What the task requires:
Each line of the material below must be transcribed exactly.

Excerpted data:
- Opening Delimiter -
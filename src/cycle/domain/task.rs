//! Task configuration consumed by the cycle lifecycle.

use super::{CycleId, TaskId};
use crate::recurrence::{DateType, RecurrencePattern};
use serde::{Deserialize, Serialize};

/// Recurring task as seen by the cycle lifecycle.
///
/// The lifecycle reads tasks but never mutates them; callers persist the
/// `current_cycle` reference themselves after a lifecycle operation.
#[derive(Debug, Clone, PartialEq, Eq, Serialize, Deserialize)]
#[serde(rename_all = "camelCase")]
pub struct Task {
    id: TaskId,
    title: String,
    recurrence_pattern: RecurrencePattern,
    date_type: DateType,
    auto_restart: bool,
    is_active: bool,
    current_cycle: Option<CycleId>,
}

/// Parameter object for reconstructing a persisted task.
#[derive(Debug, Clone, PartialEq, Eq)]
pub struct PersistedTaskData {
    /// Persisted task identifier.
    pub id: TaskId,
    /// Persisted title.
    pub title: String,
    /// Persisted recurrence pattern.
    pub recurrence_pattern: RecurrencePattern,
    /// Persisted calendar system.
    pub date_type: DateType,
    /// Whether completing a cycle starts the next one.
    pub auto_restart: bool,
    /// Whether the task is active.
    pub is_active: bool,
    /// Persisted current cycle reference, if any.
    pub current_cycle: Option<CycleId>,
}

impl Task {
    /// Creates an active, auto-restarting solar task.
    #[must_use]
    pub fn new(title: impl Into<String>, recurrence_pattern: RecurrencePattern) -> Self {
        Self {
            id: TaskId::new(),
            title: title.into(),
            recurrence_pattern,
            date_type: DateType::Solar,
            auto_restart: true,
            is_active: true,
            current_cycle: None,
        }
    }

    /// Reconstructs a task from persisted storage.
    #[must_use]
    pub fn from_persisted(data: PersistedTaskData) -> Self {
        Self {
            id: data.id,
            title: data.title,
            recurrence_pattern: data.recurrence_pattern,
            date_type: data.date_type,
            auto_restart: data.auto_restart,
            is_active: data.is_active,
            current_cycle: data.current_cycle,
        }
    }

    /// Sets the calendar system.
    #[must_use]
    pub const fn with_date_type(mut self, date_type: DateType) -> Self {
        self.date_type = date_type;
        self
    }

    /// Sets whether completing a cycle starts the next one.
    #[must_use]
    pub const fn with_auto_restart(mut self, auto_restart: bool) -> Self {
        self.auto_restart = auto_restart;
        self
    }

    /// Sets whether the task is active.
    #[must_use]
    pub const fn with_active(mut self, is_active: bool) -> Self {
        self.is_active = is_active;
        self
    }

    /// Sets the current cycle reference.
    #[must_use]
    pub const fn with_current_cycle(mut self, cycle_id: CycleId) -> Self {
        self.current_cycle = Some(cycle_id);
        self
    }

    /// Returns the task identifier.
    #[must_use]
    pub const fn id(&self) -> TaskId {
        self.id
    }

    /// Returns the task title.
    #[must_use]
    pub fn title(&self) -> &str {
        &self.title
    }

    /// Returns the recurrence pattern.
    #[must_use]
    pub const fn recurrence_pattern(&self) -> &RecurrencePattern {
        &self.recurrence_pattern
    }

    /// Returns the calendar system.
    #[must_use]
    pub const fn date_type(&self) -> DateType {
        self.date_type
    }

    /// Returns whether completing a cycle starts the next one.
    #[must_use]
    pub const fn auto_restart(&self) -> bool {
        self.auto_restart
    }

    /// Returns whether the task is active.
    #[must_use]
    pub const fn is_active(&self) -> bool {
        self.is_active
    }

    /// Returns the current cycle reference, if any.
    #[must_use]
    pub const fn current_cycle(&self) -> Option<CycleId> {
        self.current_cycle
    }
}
- Closing Delimiter -
Output below:
filename src/cycle/domain/task.rs
//! Task configuration consumed by the cycle lifecycle.

use super::{CycleId, TaskId};
use crate::recurrence::{DateType, RecurrencePattern};
use serde::{Deserialize, Serialize};

/// Recurring task as seen by the cycle lifecycle.
///
/// The lifecycle reads tasks but never mutates them; callers persist the
/// `current_cycle` reference themselves after a lifecycle operation.
#[derive(Debug, Clone, PartialEq, Eq, Serialize, Deserialize)]
#[serde(rename_all = "camelCase")]
pub struct Task {
    id: TaskId,
    title: String,
    recurrence_pattern: RecurrencePattern,
    date_type: DateType,
    auto_restart: bool,
    is_active: bool,
    current_cycle: Option<CycleId>,
}

/// Parameter object for reconstructing a persisted task.
#[derive(Debug, Clone, PartialEq, Eq)]
pub struct PersistedTaskData {
    /// Persisted task identifier.
    pub id: TaskId,
    /// Persisted title.
    pub title: String,
    /// Persisted recurrence pattern.
    pub recurrence_pattern: RecurrencePattern,
    /// Persisted calendar system.
    pub date_type: DateType,
    /// Whether completing a cycle starts the next one.
    pub auto_restart: bool,
    /// Whether the task is active.
    pub is_active: bool,
    /// Persisted current cycle reference, if any.
    pub current_cycle: Option<CycleId>,
}

impl Task {
    /// Creates an active, auto-restarting solar task.
    #[must_use]
    pub fn new(title: impl Into<String>, recurrence_pattern: RecurrencePattern) -> Self {
        Self {
            id: TaskId::new(),
            title: title.into(),
            recurrence_pattern,
            date_type: DateType::Solar,
            auto_restart: true,
            is_active: true,
            current_cycle: None,
        }
    }

    /// Reconstructs a task from persisted storage.
    #[must_use]
    pub fn from_persisted(data: PersistedTaskData) -> Self {
        Self {
            id: data.id,
            title: data.title,
            recurrence_pattern: data.recurrence_pattern,
            date_type: data.date_type,
            auto_restart: data.auto_restart,
            is_active: data.is_active,
            current_cycle: data.current_cycle,
        }
    }

    /// Sets the calendar system.
    #[must_use]
    pub const fn with_date_type(mut self, date_type: DateType) -> Self {
        self.date_type = date_type;
        self
    }

    /// Sets whether completing a cycle starts the next one.
    #[must_use]
    pub const fn with_auto_restart(mut self, auto_restart: bool) -> Self {
        self.auto_restart = auto_restart;
        self
    }

    /// Sets whether the task is active.
    #[must_use]
    pub const fn with_active(mut self, is_active: bool) -> Self {
        self.is_active = is_active;
        self
    }

    /// Sets the current cycle reference.
    #[must_use]
    pub const fn with_current_cycle(mut self, cycle_id: CycleId) -> Self {
        self.current_cycle = Some(cycle_id);
        self
    }

    /// Returns the task identifier.
    #[must_use]
    pub const fn id(&self) -> TaskId {
        self.id
    }

    /// Returns the task title.
    #[must_use]
    pub fn title(&self) -> &str {
        &self.title
    }

    /// Returns the recurrence pattern.
    #[must_use]
    pub const fn recurrence_pattern(&self) -> &RecurrencePattern {
        &self.recurrence_pattern
    }

    /// Returns the calendar system.
    #[must_use]
    pub const fn date_type(&self) -> DateType {
        self.date_type
    }

    /// Returns whether completing a cycle starts the next one.
    #[must_use]
    pub const fn auto_restart(&self) -> bool {
        self.auto_restart
    }

    /// Returns whether the task is active.
    #[must_use]
    pub const fn is_active(&self) -> bool {
        self.is_active
    }

    /// Returns the current cycle reference, if any.
    #[must_use]
    pub const fn current_cycle(&self) -> Option<CycleId> {
        self.current_cycle
    }
}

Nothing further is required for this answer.